Il reste que l’épidémie de coronavirus, qui s’ajoute à la chute de l’activité économique du fait de la guerre commerciale avec les États-Unis, aux manifestations de Hongkong, au désaveu cinglant de l’élection présidentielle à Taïwan, fragilise le pouvoir personnel de Xi Jinping. Si démocratie, libertés et État de droit n’existent pas en Chine, l’opinion est bien présente à travers les réseaux sociaux et se mobilise, particulièrement autour des questions de santé et d’environnement. La société civile refuse de se laisser duper par la mise en scène du traitement de l’épidémie et la colère de la population est profonde.
L’économie mondiale est suspendue à un fragile fil de soie que les risques financiers mais aussi sanitaires, environnementaux, cybernétiques et géopolitiques menacent de couper à tout moment : le coronavirus peut être le déclencheur d’un nouveau krach financier.

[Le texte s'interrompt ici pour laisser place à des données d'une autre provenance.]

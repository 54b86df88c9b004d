//! Low-level wire types and constants.
//!
//! This module defines:
//! - Message type IDs for control and file-transfer envelopes.
//! - Protocol versioning.
//! - Small helpers for dealing with fixed/variable-length fields.
//!
//! The actual encode/decode logic lives in `control_codec` and
//! `transfer_codec`.

use bytes::{Buf, BufMut};

use crate::error::ProtocolError;

/// Current envelope version.
///
/// Bumped if the envelope header or any field layout changes
/// incompatibly.
pub const PROTOCOL_VERSION: u8 = 1;

/// `[0] msg_type, [1] version, [2..4] reserved`.
pub const ENVELOPE_HEADER_SIZE: usize = 4;

/// Control envelope types.
///
/// These IDs are used in the first byte of each control payload.
#[repr(u8)]
#[derive(Debug, Copy, Clone, PartialEq, Eq)]
pub enum WireControlType {
    EngineHello = 1,
    EngineHelloAck = 2,
    Ping = 3,
    Pong = 4,
    ConnectionReady = 5,
    SessionOpen = 6,
    SessionOpenResult = 7,
    SessionClose = 8,
    SessionClosed = 9,
    SessionJoin = 10,
    SessionResize = 11,
    ExecCommand = 12,
    ExecCommandResult = 13,
    PortCheck = 14,
    PortCheckResult = 15,
}

impl WireControlType {
    pub fn from_u8(v: u8) -> Option<Self> {
        match v {
            1 => Some(WireControlType::EngineHello),
            2 => Some(WireControlType::EngineHelloAck),
            3 => Some(WireControlType::Ping),
            4 => Some(WireControlType::Pong),
            5 => Some(WireControlType::ConnectionReady),
            6 => Some(WireControlType::SessionOpen),
            7 => Some(WireControlType::SessionOpenResult),
            8 => Some(WireControlType::SessionClose),
            9 => Some(WireControlType::SessionClosed),
            10 => Some(WireControlType::SessionJoin),
            11 => Some(WireControlType::SessionResize),
            12 => Some(WireControlType::ExecCommand),
            13 => Some(WireControlType::ExecCommandResult),
            14 => Some(WireControlType::PortCheck),
            15 => Some(WireControlType::PortCheckResult),
            _ => None,
        }
    }
}

/// File-transfer envelope types.
///
/// Requests (client → engine) sit below 64, replies (engine → client)
/// from 64 up.
#[repr(u8)]
#[derive(Debug, Copy, Clone, PartialEq, Eq)]
pub enum WireTransferType {
    ListDir = 1,
    Stat = 2,
    Mkdir = 3,
    Unlink = 4,
    Realpath = 5,
    ReadFile = 6,
    WriteBegin = 7,
    WriteData = 8,
    WriteEnd = 9,
    Rmdir = 10,
    Rename = 11,
    Chmod = 12,
    Exec = 13,
    SearchDirs = 14,

    Ready = 64,
    Ok = 65,
    Error = 66,
    DirList = 67,
    StatResult = 68,
    RealpathResult = 69,
    FileData = 70,
    FileEnd = 71,
    ExecResult = 72,
    SearchResult = 73,
}

impl WireTransferType {
    pub fn from_u8(v: u8) -> Option<Self> {
        match v {
            1 => Some(WireTransferType::ListDir),
            2 => Some(WireTransferType::Stat),
            3 => Some(WireTransferType::Mkdir),
            4 => Some(WireTransferType::Unlink),
            5 => Some(WireTransferType::Realpath),
            6 => Some(WireTransferType::ReadFile),
            7 => Some(WireTransferType::WriteBegin),
            8 => Some(WireTransferType::WriteData),
            9 => Some(WireTransferType::WriteEnd),
            10 => Some(WireTransferType::Rmdir),
            11 => Some(WireTransferType::Rename),
            12 => Some(WireTransferType::Chmod),
            13 => Some(WireTransferType::Exec),
            14 => Some(WireTransferType::SearchDirs),
            64 => Some(WireTransferType::Ready),
            65 => Some(WireTransferType::Ok),
            66 => Some(WireTransferType::Error),
            67 => Some(WireTransferType::DirList),
            68 => Some(WireTransferType::StatResult),
            69 => Some(WireTransferType::RealpathResult),
            70 => Some(WireTransferType::FileData),
            71 => Some(WireTransferType::FileEnd),
            72 => Some(WireTransferType::ExecResult),
            73 => Some(WireTransferType::SearchResult),
            _ => None,
        }
    }
}

// -----------------------------------------------------------------------------
// Field writers
// -----------------------------------------------------------------------------

/// `[0] msg_type, [1] version, [2..4] reserved = 0`.
pub(crate) fn put_header(out: &mut Vec<u8>, msg_type: u8) {
    out.put_u8(msg_type);
    out.put_u8(PROTOCOL_VERSION);
    out.put_slice(&[0, 0]);
}

/// `u32 length + bytes`.
pub(crate) fn put_bytes(out: &mut Vec<u8>, bytes: &[u8]) -> Result<(), ProtocolError> {
    let len = u32::try_from(bytes.len()).map_err(|_| ProtocolError::InvalidField("length"))?;
    out.put_u32(len);
    out.put_slice(bytes);
    Ok(())
}

pub(crate) fn put_str(out: &mut Vec<u8>, s: &str) -> Result<(), ProtocolError> {
    put_bytes(out, s.as_bytes())
}

/// Presence byte, then the string if present.
pub(crate) fn put_opt_str(out: &mut Vec<u8>, s: Option<&str>) -> Result<(), ProtocolError> {
    match s {
        Some(s) => {
            out.put_u8(1);
            put_str(out, s)
        }
        None => {
            out.put_u8(0);
            Ok(())
        }
    }
}

pub(crate) fn put_bool(out: &mut Vec<u8>, v: bool) {
    out.put_u8(u8::from(v));
}

pub(crate) fn put_count(out: &mut Vec<u8>, count: usize) -> Result<(), ProtocolError> {
    let count = u32::try_from(count).map_err(|_| ProtocolError::InvalidField("count"))?;
    out.put_u32(count);
    Ok(())
}

// -----------------------------------------------------------------------------
// Field reader
// -----------------------------------------------------------------------------

/// Bounds-checked cursor over an envelope body.
pub(crate) struct WireReader<'a> {
    buf: &'a [u8],
}

impl<'a> WireReader<'a> {
    pub(crate) fn new(buf: &'a [u8]) -> Self {
        WireReader { buf }
    }

    fn need(&self, n: usize) -> Result<(), ProtocolError> {
        if self.buf.remaining() < n {
            return Err(ProtocolError::Truncated);
        }
        Ok(())
    }

    pub(crate) fn u8(&mut self) -> Result<u8, ProtocolError> {
        self.need(1)?;
        Ok(self.buf.get_u8())
    }

    pub(crate) fn u16(&mut self) -> Result<u16, ProtocolError> {
        self.need(2)?;
        Ok(self.buf.get_u16())
    }

    pub(crate) fn u32(&mut self) -> Result<u32, ProtocolError> {
        self.need(4)?;
        Ok(self.buf.get_u32())
    }

    pub(crate) fn i32(&mut self) -> Result<i32, ProtocolError> {
        self.need(4)?;
        Ok(self.buf.get_i32())
    }

    pub(crate) fn u64(&mut self) -> Result<u64, ProtocolError> {
        self.need(8)?;
        Ok(self.buf.get_u64())
    }

    pub(crate) fn bool(&mut self, field: &'static str) -> Result<bool, ProtocolError> {
        match self.u8()? {
            0 => Ok(false),
            1 => Ok(true),
            _ => Err(ProtocolError::InvalidField(field)),
        }
    }

    pub(crate) fn bytes(&mut self) -> Result<&'a [u8], ProtocolError> {
        let len = self.u32()? as usize;
        self.need(len)?;
        let (head, tail) = self.buf.split_at(len);
        self.buf = tail;
        Ok(head)
    }

    pub(crate) fn string(&mut self, field: &'static str) -> Result<String, ProtocolError> {
        let raw = self.bytes()?;
        std::str::from_utf8(raw)
            .map(str::to_string)
            .map_err(|_| ProtocolError::InvalidUtf8(field))
    }

    pub(crate) fn opt_string(&mut self, field: &'static str) -> Result<Option<String>, ProtocolError> {
        if self.bool(field)? {
            Ok(Some(self.string(field)?))
        } else {
            Ok(None)
        }
    }

    /// Element count of a vector, sanity-checked against what is left
    /// so a corrupt count cannot trigger a huge allocation.
    pub(crate) fn count(&mut self, min_item_size: usize) -> Result<usize, ProtocolError> {
        let count = self.u32()? as usize;
        if count.saturating_mul(min_item_size) > self.buf.remaining() {
            return Err(ProtocolError::Truncated);
        }
        Ok(count)
    }
}

/// Validate the envelope header and return `(msg_type, body)`.
pub(crate) fn split_header(buf: &[u8]) -> Result<(u8, &[u8]), ProtocolError> {
    if buf.len() < ENVELOPE_HEADER_SIZE {
        return Err(ProtocolError::Truncated);
    }

    let msg_type = buf[0];
    let version = buf[1];

    if version != PROTOCOL_VERSION {
        return Err(ProtocolError::VersionMismatch(version));
    }

    Ok((msg_type, &buf[ENVELOPE_HEADER_SIZE..]))
}
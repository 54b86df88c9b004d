//! Shared types for the control plane server.
//!
//! This module defines:
//! - `EngineId` / `ConnId`: identifiers for engines and sockets
//! - `ServerEvent`: notifications broadcast to observers
//! - `EngineInfo`: snapshot of a live engine connection
//! - channel aliases between connection tasks and the coordinator

use std::fmt;
use std::net::SocketAddr;

use bytes::Bytes;
use chrono::{DateTime, Utc};
use serde::Deserialize;
use tokio::sync::mpsc;

use cplane_core::{ConnectionParam, ExecCommandResult, JumpHost, PortCheckEntry, SessionOpenResult};

use crate::coordinator::Command;

/// Identifier of a registered engine (primary key of its persisted record).
#[derive(Debug, Clone, Copy, PartialEq, Eq, Hash, PartialOrd, Ord, Deserialize)]
#[serde(transparent)]
pub struct EngineId(pub u64);

impl fmt::Display for EngineId {
    fn fmt(&self, f: &mut fmt::Formatter<'_>) -> fmt::Result {
        write!(f, "{}", self.0)
    }
}

/// Identifier for an accepted socket.
///
/// This is intentionally opaque; we just guarantee uniqueness
/// over the lifetime of the process.
#[derive(Debug, Clone, Copy, PartialEq, Eq, Hash)]
pub struct ConnId(pub u64);

/// Notifications for observers (UI status, audit, session bookkeeping).
#[derive(Debug, Clone)]
pub enum ServerEvent {
    EngineConnected {
        engine_id: EngineId,
        version: String,
        remote_addr: SocketAddr,
    },
    EngineDisconnected {
        engine_id: EngineId,
    },
    SessionOpenResult {
        session_id: String,
        success: bool,
        error_message: Option<String>,
        connection_id: Option<String>,
    },
    SessionClosed {
        session_id: String,
        reason: String,
    },
    DataConnectionReady {
        session_id: String,
    },
    DataConnectionClosed {
        session_id: String,
    },
}

impl From<&SessionOpenResult> for ServerEvent {
    fn from(r: &SessionOpenResult) -> Self {
        ServerEvent::SessionOpenResult {
            session_id: r.session_id.clone(),
            success: r.success,
            error_message: r.error_message.clone(),
            connection_id: r.connection_id.clone(),
        }
    }
}

/// Snapshot of a live engine connection.
#[derive(Debug, Clone)]
pub struct EngineInfo {
    pub engine_id: EngineId,
    pub version: String,
    pub remote_addr: SocketAddr,
    pub connected_at: DateTime<Utc>,
    pub last_pong: DateTime<Utc>,
}

/// Successful `open_session` outcome.
#[derive(Debug, Clone, PartialEq, Eq)]
pub struct SessionOpened {
    pub session_id: String,
    pub success: bool,
    pub connection_id: Option<String>,
}

impl From<SessionOpenResult> for SessionOpened {
    fn from(r: SessionOpenResult) -> Self {
        SessionOpened {
            session_id: r.session_id,
            success: r.success,
            connection_id: r.connection_id,
        }
    }
}

/// Outcome of `exec_command`. A non-zero exit code is not an error;
/// callers inspect `success` / `exit_code` themselves.
#[derive(Debug, Clone, PartialEq, Eq)]
pub struct ExecResult {
    pub success: bool,
    pub stdout: String,
    pub stderr: String,
    pub exit_code: i32,
    pub error_message: Option<String>,
}

impl From<ExecCommandResult> for ExecResult {
    fn from(r: ExecCommandResult) -> Self {
        ExecResult {
            success: r.success,
            stdout: r.stdout,
            stderr: r.stderr,
            exit_code: r.exit_code,
            error_message: r.error_message,
        }
    }
}

/// Per-target reachability, in the order the engine reported it.
#[derive(Debug, Clone, PartialEq, Eq)]
pub struct PortCheckReport {
    pub entries: Vec<PortCheckEntry>,
}

/// Target and command for a one-shot remote execution.
#[derive(Debug, Clone)]
pub struct ExecRequest {
    pub host: String,
    pub port: u16,
    pub params: Vec<ConnectionParam>,
    pub command: String,
    pub jump_hosts: Vec<JumpHost>,
}

/// Pre-framed bytes queued for a control socket's writer task.
pub type FrameTx = mpsc::UnboundedSender<Bytes>;
pub type FrameRx = mpsc::UnboundedReceiver<Bytes>;

/// Channel from connection tasks and the public API → coordinator.
pub(crate) type CommandTx = mpsc::UnboundedSender<Command>;
pub(crate) type CommandRx = mpsc::UnboundedReceiver<Command>;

Les systèmes de santé sont fondamentaux pour la résilience des nations, ce qui invite à réduire la dépendance des démocraties vis-à-vis de la Chine en matière de médicaments et d’équipements médicaux. Lord Acton pointait que « le pouvoir corrompt ; le pouvoir absolu corrompt absolument ». L’épidémie de coronavirus souligne, sous sa politique de puissance, la corruption et le cauchemar orwellien du total capitalisme chinois. À tous ceux qui sont tentés par la démocrature ou la démocratie illibérale, elle rappelle qu’il n’y a pas de liberté sans sécurité mais qu’il n’y a pas davantage de sécurité – y compris sanitaire – sans liberté.